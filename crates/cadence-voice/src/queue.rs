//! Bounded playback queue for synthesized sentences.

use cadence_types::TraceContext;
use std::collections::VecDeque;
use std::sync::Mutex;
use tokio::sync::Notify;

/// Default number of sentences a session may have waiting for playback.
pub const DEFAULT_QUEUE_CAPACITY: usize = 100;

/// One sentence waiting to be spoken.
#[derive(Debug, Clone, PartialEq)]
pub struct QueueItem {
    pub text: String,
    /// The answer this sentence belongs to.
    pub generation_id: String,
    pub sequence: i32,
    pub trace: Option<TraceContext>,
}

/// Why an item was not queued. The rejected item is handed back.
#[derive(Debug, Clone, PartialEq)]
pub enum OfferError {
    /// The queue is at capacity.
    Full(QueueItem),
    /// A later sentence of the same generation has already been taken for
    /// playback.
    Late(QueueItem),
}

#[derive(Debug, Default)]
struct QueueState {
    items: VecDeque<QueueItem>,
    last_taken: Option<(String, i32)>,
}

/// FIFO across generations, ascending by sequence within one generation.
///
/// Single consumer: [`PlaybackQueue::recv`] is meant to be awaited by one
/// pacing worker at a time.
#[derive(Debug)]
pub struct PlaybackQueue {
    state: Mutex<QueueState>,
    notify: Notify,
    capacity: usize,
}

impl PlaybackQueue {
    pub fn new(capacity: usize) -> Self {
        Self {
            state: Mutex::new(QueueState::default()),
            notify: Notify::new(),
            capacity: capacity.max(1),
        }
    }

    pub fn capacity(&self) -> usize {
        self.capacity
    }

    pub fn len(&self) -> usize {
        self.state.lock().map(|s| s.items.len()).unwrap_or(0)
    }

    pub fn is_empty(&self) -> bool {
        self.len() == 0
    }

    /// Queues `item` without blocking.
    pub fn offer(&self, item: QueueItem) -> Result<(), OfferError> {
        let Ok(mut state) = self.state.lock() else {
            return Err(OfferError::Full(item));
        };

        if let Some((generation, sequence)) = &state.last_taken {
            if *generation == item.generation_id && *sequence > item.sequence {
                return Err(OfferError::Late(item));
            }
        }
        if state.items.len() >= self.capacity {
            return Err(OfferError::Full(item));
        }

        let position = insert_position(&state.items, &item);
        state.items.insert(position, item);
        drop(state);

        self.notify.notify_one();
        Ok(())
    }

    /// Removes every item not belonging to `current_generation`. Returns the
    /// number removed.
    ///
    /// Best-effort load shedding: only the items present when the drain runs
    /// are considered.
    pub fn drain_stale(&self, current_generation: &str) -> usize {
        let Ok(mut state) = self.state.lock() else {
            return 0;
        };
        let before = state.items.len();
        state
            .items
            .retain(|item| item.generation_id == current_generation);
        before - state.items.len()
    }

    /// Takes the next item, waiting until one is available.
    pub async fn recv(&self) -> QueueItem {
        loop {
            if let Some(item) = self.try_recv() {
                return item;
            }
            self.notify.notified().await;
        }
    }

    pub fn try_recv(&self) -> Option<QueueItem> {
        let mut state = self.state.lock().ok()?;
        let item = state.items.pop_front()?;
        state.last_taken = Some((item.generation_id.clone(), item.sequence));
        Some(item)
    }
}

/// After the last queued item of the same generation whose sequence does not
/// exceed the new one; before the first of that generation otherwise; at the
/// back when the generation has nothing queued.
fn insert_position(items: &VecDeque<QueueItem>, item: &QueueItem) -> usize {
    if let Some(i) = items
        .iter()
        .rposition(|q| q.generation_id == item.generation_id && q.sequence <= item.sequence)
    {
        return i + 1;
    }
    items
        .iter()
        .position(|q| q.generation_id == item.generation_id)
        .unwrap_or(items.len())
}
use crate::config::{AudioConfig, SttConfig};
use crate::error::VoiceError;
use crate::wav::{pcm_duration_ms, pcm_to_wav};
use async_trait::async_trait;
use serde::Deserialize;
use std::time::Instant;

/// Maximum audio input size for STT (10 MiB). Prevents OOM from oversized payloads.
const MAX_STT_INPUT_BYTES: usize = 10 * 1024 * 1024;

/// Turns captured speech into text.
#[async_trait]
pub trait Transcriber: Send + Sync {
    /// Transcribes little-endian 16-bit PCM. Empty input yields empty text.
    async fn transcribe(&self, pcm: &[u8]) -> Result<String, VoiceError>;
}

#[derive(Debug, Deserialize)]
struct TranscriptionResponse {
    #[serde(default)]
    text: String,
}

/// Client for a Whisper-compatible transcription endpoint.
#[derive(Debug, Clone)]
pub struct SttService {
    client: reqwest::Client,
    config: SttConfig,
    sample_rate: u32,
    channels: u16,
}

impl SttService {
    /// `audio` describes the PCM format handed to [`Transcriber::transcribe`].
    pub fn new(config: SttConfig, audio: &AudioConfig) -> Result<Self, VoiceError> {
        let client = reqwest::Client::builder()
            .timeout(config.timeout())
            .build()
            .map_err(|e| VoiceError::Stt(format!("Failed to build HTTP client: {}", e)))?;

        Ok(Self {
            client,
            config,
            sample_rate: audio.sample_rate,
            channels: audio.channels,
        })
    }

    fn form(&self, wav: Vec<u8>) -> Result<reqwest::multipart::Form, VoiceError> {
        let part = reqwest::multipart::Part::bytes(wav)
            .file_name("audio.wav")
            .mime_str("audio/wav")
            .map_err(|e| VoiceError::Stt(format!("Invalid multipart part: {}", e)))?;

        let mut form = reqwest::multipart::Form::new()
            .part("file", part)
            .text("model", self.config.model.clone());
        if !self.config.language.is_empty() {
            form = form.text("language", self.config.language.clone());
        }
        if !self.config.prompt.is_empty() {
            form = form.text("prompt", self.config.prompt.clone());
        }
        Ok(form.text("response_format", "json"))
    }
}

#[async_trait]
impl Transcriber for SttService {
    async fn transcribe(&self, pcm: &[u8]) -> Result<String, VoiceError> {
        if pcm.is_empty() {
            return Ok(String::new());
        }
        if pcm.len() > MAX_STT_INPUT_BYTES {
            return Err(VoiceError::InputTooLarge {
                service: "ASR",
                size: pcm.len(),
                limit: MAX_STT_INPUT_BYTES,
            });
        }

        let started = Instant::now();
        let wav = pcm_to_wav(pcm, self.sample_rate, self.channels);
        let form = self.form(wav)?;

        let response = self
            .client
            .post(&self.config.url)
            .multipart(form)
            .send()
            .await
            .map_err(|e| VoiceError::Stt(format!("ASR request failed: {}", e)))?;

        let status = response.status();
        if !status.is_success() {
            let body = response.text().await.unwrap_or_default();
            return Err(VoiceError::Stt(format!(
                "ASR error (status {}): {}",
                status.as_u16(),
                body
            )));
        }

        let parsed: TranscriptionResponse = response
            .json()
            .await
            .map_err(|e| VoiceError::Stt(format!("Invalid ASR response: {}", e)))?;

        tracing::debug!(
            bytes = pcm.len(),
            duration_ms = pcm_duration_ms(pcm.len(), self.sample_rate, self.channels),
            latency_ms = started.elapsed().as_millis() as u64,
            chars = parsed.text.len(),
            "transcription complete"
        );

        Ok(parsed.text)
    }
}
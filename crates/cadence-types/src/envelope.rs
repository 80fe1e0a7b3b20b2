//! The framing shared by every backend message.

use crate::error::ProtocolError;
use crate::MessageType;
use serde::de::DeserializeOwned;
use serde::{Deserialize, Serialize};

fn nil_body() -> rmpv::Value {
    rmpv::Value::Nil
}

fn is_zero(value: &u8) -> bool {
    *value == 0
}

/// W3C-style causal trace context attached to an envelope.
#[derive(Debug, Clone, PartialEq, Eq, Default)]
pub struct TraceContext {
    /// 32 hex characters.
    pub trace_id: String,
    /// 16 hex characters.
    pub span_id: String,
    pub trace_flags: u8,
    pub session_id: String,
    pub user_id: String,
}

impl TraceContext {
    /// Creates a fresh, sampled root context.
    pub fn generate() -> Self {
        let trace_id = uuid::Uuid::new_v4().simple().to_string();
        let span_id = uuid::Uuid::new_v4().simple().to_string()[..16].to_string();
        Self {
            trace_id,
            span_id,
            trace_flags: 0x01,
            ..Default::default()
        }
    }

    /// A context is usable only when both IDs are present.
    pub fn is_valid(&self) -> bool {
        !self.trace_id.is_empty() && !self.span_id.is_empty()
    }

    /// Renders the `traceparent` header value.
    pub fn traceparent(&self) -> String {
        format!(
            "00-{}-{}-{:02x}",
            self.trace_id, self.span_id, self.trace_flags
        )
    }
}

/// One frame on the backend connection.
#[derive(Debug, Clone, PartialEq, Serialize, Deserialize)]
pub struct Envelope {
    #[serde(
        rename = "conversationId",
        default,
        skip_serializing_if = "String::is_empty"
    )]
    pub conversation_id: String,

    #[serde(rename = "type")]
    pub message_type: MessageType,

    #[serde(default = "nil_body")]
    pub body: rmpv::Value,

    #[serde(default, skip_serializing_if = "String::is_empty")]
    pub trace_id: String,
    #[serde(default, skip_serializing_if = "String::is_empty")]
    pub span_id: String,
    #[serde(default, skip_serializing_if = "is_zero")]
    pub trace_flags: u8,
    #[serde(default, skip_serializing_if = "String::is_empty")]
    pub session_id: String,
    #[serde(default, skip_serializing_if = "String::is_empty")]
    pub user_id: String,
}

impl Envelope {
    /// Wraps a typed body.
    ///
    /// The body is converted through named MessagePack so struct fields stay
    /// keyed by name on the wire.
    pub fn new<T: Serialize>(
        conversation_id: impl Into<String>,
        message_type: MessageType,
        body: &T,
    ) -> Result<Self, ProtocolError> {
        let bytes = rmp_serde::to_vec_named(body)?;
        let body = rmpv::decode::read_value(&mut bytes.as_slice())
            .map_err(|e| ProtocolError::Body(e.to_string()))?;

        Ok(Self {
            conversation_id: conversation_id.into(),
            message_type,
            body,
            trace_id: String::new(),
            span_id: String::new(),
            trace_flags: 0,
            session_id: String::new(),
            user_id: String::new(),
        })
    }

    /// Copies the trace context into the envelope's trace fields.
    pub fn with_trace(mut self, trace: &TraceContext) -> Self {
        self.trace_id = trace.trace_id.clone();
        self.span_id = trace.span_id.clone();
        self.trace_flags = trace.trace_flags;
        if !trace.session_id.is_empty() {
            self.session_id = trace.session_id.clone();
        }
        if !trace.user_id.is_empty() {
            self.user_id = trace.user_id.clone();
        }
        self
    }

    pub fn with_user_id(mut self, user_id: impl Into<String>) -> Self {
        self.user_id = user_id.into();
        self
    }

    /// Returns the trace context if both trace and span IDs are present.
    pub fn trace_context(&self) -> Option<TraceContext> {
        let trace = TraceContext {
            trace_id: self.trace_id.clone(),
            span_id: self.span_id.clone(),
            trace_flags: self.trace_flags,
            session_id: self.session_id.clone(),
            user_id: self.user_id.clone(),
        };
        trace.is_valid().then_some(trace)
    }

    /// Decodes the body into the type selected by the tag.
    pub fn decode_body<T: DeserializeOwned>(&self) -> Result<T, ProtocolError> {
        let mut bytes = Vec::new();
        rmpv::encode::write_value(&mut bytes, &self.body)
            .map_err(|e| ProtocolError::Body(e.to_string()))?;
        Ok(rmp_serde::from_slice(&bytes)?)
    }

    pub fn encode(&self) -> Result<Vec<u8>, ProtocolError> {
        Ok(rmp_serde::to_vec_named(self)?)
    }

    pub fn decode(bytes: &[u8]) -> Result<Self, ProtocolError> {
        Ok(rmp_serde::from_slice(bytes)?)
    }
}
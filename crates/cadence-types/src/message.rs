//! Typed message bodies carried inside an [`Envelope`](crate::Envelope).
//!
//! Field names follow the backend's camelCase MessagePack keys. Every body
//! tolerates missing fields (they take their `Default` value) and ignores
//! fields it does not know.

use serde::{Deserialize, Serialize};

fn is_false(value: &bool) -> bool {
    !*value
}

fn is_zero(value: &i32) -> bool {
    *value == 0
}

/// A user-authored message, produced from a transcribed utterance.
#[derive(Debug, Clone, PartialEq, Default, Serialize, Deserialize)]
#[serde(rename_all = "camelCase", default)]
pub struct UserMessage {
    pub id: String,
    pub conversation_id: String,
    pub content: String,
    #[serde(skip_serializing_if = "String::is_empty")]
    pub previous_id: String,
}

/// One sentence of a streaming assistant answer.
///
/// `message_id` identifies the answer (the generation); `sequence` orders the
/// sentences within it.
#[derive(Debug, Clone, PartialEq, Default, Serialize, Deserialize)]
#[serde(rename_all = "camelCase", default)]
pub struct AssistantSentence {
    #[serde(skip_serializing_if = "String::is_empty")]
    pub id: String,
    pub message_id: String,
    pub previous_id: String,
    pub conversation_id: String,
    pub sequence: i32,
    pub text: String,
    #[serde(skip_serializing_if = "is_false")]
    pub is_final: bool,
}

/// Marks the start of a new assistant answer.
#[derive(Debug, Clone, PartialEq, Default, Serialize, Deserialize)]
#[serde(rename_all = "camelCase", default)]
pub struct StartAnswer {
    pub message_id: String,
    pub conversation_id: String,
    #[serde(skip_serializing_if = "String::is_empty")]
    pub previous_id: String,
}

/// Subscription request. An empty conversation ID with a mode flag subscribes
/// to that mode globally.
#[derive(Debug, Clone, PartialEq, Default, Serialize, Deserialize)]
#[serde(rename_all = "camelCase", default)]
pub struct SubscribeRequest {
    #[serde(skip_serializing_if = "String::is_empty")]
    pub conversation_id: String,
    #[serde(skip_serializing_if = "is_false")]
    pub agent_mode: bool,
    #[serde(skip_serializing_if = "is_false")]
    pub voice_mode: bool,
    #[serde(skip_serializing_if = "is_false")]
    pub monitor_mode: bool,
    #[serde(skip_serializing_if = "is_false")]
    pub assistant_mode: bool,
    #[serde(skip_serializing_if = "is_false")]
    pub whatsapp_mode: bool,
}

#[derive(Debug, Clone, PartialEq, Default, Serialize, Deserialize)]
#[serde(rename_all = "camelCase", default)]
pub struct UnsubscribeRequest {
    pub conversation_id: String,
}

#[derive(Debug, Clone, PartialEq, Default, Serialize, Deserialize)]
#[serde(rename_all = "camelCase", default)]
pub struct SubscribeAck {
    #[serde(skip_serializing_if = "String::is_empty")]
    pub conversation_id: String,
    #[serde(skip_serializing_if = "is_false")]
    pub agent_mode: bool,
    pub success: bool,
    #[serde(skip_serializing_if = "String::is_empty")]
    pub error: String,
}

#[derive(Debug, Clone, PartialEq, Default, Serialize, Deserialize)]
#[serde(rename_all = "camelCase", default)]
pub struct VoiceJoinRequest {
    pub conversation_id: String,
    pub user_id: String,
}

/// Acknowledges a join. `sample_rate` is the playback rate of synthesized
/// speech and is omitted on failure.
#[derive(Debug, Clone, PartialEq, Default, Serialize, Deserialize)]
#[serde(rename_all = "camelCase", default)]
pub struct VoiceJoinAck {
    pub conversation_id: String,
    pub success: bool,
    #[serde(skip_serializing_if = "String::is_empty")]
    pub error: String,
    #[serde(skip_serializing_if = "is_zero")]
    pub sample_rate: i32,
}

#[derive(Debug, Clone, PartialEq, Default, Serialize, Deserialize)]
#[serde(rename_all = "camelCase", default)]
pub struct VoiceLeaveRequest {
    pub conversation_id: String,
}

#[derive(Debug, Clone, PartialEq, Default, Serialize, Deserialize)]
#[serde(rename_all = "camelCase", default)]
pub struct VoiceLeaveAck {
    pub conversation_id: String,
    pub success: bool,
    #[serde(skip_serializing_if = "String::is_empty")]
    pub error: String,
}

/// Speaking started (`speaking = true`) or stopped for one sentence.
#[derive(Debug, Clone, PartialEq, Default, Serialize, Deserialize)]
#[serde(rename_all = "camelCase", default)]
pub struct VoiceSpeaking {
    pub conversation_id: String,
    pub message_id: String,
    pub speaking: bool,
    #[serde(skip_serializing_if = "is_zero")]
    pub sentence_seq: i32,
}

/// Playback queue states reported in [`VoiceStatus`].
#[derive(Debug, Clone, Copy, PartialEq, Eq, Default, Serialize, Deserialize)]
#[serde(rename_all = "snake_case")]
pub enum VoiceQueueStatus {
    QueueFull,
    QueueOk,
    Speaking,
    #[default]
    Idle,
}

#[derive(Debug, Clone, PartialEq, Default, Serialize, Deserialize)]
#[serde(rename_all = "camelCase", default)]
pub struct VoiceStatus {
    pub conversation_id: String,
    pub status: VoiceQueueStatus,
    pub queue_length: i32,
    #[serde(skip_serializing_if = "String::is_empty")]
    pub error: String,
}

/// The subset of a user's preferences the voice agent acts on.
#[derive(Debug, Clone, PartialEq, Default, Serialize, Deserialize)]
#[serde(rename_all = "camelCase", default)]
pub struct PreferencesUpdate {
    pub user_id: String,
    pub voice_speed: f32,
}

____

Above are the entries; copy out every line among them that contains the word "AudioConfig".

ANSWER BOX.
use crate::config::{AudioConfig, SttConfig};
    pub fn new(config: SttConfig, audio: &AudioConfig) -> Result<Self, VoiceError> {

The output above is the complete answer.